KommatiPara Data Pipeline The primary goal of this project is to build a data pipeline using PySpark for a small company named KommatiPara which deals with Bitcoin trading. The pipeline processes two separate datasets containing client and financial details to prepare a consolidated dataset for a new marketing initiative. This dataset will focus on clients from the United Kingdom and the Netherlands, providing insights into their financial interactions.
Pipeline Steps Initializing Spark Session: A Spark session is initialized to enable the processing of data using Spark DataFrame operations.
Loading Data: Two datasets are loaded into DataFrames from specified file paths.
Filtering Data: The client dataset is filtered to retain only the records of clients from by the user inputed countries.

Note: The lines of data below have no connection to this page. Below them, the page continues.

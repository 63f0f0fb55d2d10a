// Copyright (C) 2026 Fred Clausen
// Use of this source code is governed by an MIT-style
// license that can be found in the LICENSE file or at
// https://opensource.org/licenses/MIT.

//! Reporting configuration.

use crate::error::{ApiError, ApiResult};
use chrono_tz::Tz;

/// Zone used when none is configured.
pub const DEFAULT_TIME_ZONE: Tz = chrono_tz::Europe::London;

/// Days ahead scanned for overbooking when none is configured.
pub const DEFAULT_SUMMARY_HORIZON_DAYS: u16 = 84;

/// Settings shared by the reporting operations.
#[derive(Debug, Clone, Copy, PartialEq, Eq)]
pub struct ReportingConfig {
    time_zone: Tz,
    summary_horizon_days: u16,
}

impl ReportingConfig {
    /// Creates a new `ReportingConfig`.
    ///
    /// # Arguments
    ///
    /// * `time_zone` - IANA zone name that decides which calendar day "now" falls on
    /// * `summary_horizon_days` - How many days, starting today, summaries look ahead
    ///
    /// # Errors
    ///
    /// Returns `ApiError::InvalidConfiguration` if the zone is unknown or
    /// the horizon is zero.
    pub fn new(time_zone: &str, summary_horizon_days: u16) -> ApiResult<Self> {
        let zone: Tz = time_zone
            .trim()
            .parse::<Tz>()
            .map_err(|err| ApiError::InvalidConfiguration {
                setting: String::from("time_zone"),
                message: format!("'{time_zone}': {err}"),
            })?;

        if summary_horizon_days == 0 {
            return Err(ApiError::InvalidConfiguration {
                setting: String::from("summary_horizon_days"),
                message: String::from("horizon must cover at least one day"),
            });
        }

        Ok(Self {
            time_zone: zone,
            summary_horizon_days,
        })
    }

    /// Returns the reporting zone.
    #[must_use]
    pub const fn time_zone(&self) -> Tz {
        self.time_zone
    }

    /// Returns the summary horizon in days.
    #[must_use]
    pub const fn summary_horizon_days(&self) -> u16 {
        self.summary_horizon_days
    }
}

impl Default for ReportingConfig {
    fn default() -> Self {
        Self {
            time_zone: DEFAULT_TIME_ZONE,
            summary_horizon_days: DEFAULT_SUMMARY_HORIZON_DAYS,
        }
    }
}

#[cfg(test)]
#[allow(clippy::unwrap_used)]
mod tests {
    use super::*;

    #[test]
    fn test_default_is_london_twelve_weeks() {
        let config = ReportingConfig::default();
        assert_eq!(config.time_zone(), chrono_tz::Europe::London);
        assert_eq!(config.summary_horizon_days(), 84);
    }

    #[test]
    fn test_parses_zone_name() {
        let config = ReportingConfig::new("America/New_York", 7).unwrap();
        assert_eq!(config.time_zone(), chrono_tz::America::New_York);
        assert_eq!(config.summary_horizon_days(), 7);
    }

    #[test]
    fn test_rejects_unknown_zone() {
        let result = ReportingConfig::new("Mars/Olympus_Mons", 7);
        assert!(matches!(
            result,
            Err(ApiError::InvalidConfiguration { setting, .. }) if setting == "time_zone"
        ));
    }

    #[test]
    fn test_rejects_zero_horizon() {
        let result = ReportingConfig::new("UTC", 0);
        assert!(matches!(
            result,
            Err(ApiError::InvalidConfiguration { setting, .. }) if setting == "summary_horizon_days"
        ));
    }
}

Dropping Unwanted Columns: Personal identifiable information, excluding emails, is removed from the client dataset. Credit card number is removed from the financial dataset.
Joining DataFrames: The client and financial datasets are joined on the id field to form a unified dataset.
Renaming Columns: Column names are modified for better readability and understanding.
Saving the Output: The final dataset is saved to the client_data directory in the root directory of the project.
Logging Logging has been implemented to track the progress of the data pipeline and catch any errors that might occur during the data processing.
Testing Unit tests have been written to ensure the correctness of the data transformations and the overall functionality of the pipeline.
GitHub Actions GitHub Actions has been utilized to set up a continuous integration pipeline to automate the testing and ensure the codebase remains in a deployable state.